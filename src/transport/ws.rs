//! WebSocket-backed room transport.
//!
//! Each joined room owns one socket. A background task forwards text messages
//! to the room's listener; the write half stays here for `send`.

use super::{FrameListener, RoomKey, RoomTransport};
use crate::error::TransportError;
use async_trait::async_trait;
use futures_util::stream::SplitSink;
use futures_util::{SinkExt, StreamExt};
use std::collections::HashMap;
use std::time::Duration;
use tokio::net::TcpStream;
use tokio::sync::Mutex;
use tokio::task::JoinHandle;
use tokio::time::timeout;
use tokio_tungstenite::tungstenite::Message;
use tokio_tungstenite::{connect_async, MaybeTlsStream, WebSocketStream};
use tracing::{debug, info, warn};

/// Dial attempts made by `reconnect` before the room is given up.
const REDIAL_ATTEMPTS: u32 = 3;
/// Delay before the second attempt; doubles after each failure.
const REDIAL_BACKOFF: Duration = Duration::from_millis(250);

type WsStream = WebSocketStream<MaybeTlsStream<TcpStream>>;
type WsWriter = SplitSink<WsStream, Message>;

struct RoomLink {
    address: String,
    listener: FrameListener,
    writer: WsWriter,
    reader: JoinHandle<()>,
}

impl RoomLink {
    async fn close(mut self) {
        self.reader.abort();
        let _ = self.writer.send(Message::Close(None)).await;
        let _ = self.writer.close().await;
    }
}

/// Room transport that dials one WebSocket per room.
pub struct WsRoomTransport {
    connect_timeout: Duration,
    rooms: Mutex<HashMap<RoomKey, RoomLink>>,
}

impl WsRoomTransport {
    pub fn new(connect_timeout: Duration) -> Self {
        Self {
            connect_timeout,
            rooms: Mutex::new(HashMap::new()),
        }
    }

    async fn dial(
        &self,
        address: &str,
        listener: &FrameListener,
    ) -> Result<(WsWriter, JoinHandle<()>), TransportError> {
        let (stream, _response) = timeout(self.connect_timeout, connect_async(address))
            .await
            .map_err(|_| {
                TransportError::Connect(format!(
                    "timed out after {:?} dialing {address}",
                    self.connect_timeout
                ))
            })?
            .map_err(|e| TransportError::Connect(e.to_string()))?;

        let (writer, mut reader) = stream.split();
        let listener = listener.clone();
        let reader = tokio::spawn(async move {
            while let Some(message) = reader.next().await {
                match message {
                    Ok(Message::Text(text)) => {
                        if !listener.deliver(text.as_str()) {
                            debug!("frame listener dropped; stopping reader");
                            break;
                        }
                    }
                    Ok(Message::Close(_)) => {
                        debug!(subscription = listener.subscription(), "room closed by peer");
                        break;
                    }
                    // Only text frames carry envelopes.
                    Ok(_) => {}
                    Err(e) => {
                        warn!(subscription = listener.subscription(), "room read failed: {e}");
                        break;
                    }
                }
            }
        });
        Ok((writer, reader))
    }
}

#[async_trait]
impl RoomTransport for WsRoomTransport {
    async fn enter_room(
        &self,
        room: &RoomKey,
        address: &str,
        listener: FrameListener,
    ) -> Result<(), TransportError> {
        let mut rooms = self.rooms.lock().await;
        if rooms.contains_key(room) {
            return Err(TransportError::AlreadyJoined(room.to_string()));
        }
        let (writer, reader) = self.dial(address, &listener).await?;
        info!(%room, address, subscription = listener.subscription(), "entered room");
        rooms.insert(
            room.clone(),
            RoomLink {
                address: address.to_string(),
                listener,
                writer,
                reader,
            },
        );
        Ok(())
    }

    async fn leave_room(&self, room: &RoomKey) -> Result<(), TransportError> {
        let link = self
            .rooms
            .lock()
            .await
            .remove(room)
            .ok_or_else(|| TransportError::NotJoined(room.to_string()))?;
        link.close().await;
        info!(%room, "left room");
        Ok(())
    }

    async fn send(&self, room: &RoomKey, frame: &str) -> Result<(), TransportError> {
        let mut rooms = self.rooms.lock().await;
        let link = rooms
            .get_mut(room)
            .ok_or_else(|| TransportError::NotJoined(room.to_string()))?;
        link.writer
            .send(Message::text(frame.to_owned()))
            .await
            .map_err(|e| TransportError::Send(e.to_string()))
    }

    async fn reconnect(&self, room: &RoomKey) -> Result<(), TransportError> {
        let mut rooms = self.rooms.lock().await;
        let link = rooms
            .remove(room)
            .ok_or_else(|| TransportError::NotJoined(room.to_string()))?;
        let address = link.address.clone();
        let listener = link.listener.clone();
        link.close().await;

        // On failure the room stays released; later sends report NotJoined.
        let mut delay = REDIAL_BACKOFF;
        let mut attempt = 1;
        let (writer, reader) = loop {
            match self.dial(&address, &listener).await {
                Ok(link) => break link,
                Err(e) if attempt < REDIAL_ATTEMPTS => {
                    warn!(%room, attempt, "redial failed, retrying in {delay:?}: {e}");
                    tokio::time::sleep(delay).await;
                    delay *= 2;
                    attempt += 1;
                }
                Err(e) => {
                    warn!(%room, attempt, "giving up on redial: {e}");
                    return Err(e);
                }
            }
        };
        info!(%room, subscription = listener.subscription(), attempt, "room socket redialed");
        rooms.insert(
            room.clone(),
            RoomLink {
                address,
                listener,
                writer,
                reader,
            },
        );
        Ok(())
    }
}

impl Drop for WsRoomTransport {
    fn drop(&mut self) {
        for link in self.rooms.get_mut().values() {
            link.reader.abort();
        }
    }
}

######

REQUIREMENT:
Everything from the line with "use tokio::task::JoinHandle;" through the line with "after each failure." in the listing above must be retyped exactly, with nothing added.

RESPONSE:
use tokio::task::JoinHandle;
use tokio::time::timeout;
use tokio_tungstenite::tungstenite::Message;
use tokio_tungstenite::{connect_async, MaybeTlsStream, WebSocketStream};
use tracing::{debug, info, warn};

/// Dial attempts made by `reconnect` before the room is given up.
const REDIAL_ATTEMPTS: u32 = 3;
/// Delay before the second attempt; doubles after each failure.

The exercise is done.